Hagel, meanwhile, found himself the target of rumors that he had given a speech to the improbably-named "Friends of Hamas." This wasn't even a deliberate smear attempt; this occurred when a Daily News reporter (who tells his story here) called a congressional aide, seeking information on Hagel's background, asked whether Hagel had spoken before any controversial groups. He threw out the name "Friends of Hamas" because it was so over-the-top ridiculous—and he was just using it as an example of something that would indeed be legitimately controversial. Of course, no so speech happened, and it appears that no such group even exists.
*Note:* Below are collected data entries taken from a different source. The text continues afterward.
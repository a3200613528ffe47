use model::entities::seller_application::ApplicationStatus;
use sea_orm::{DbErr, SqlErr};
use thiserror::Error;

/// Error types for the marketplace workflows
#[derive(Error, Debug)]
pub enum WorkflowError {
    /// Error from the database operations
    #[error("Database error: {0}")]
    Database(#[from] DbErr),

    /// The actor has no profile yet
    #[error("Profile {0} not found")]
    ProfileNotFound(i32),

    /// Signup was attempted twice for the same identity
    #[error("Profile {0} already exists")]
    ProfileExists(i32),

    #[error("Campaign {0} not found")]
    CampaignNotFound(i32),

    #[error("Application {0} not found")]
    ApplicationNotFound(i32),

    /// The campaign exists but is not listed in the catalog
    #[error("Campaign {0} is not accepting applications")]
    CampaignInactive(i32),

    /// A (campaign, seller) application already exists
    #[error("Seller {seller_id} has already applied to campaign {campaign_id}")]
    AlreadyApplied { campaign_id: i32, seller_id: i32 },

    /// Approved and rejected applications are final
    #[error("Application {application_id} has already been reviewed ({status:?})")]
    AlreadyReviewed {
        application_id: i32,
        status: ApplicationStatus,
    },

    /// Role or ownership check failed
    #[error("Forbidden: {0}")]
    Forbidden(String),

    /// Input that passed deserialization but breaks a domain rule
    #[error("Invalid input: {0}")]
    Validation(String),
}

impl WorkflowError {
    /// True when `err` comes from a unique index rejecting an insert.
    pub(crate) fn is_unique_violation(err: &DbErr) -> bool {
        matches!(err.sql_err(), Some(SqlErr::UniqueConstraintViolation(_)))
    }
}

/// Type alias for Result with WorkflowError
pub type Result<T> = std::result::Result<T, WorkflowError>;
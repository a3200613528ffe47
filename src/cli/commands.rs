pub mod import_seed;
pub mod initdb;
pub mod migrate_and_serve;
pub mod serve;

pub use import_seed::import_seed;
pub use initdb::init_database;
pub use migrate_and_serve::migrate_and_serve;
pub use serve::serve;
But the conservative website Breitbart.com raised the question—spurred, it appears, but some telephone-game rumor about Hagel having given such a speech.

[See a collection of political cartoons on the David Petraeus Scandal.]

Then there's Baldwin, who, it's true, is not known for his politesse. Baldwin was out walking in New York the other day—the nerve!—when he was approached by a New York Post reporter and photographer, who then asked Baldwin about a lawsuit pending against his yoga-instructor wife. Ambushing interview subjects is sometimes necessary, for example, when the subject is the target of a criminal corruption probe or war crimes. But seriously? Some suit about yoga injuries, and against his wife?

What happened next has not been established. The Post team says Baldwin verbally abused them, calling the African-American photographer a "coon," a "crackhead" and a "drug-dealer." The alleged racial epithet is appalling, but the other names are merely unkind. But Fox News reports that police are investigating whether the incident is a hate crime. A hate crime? Only one of the terms allegedly employed is racially-tinged (unless one accepts the premise that only African-Americans are drug users and dealers, which is itself racist). And it's an unacceptable and hateful word to use. But hate crimes statutes were meant to increase penalties for other crimes that are bias-motivated, such as the case of Matthew Shepard, who was tortured and murdered because he was gay. To put the street altercation between the newspaper employees and the actor on the same level is an insult to Shepard's memory and to the dangers faced by other genuine victims of hate crimes.

Baldwin's mistake was not just (if he indeed did) using a racial epithet. It's the fact that he did not employ other, more relevant and accurate terms to describe people who harass him on the street over some insignificant matter. Bottom-feeder, maybe. Or paparazzi sleaze. The people who provoked him on the street did so to get a reaction, and they got one. It was an embarrassing episode for all involved, and—like the Allen case—driven by a thirst for gossip.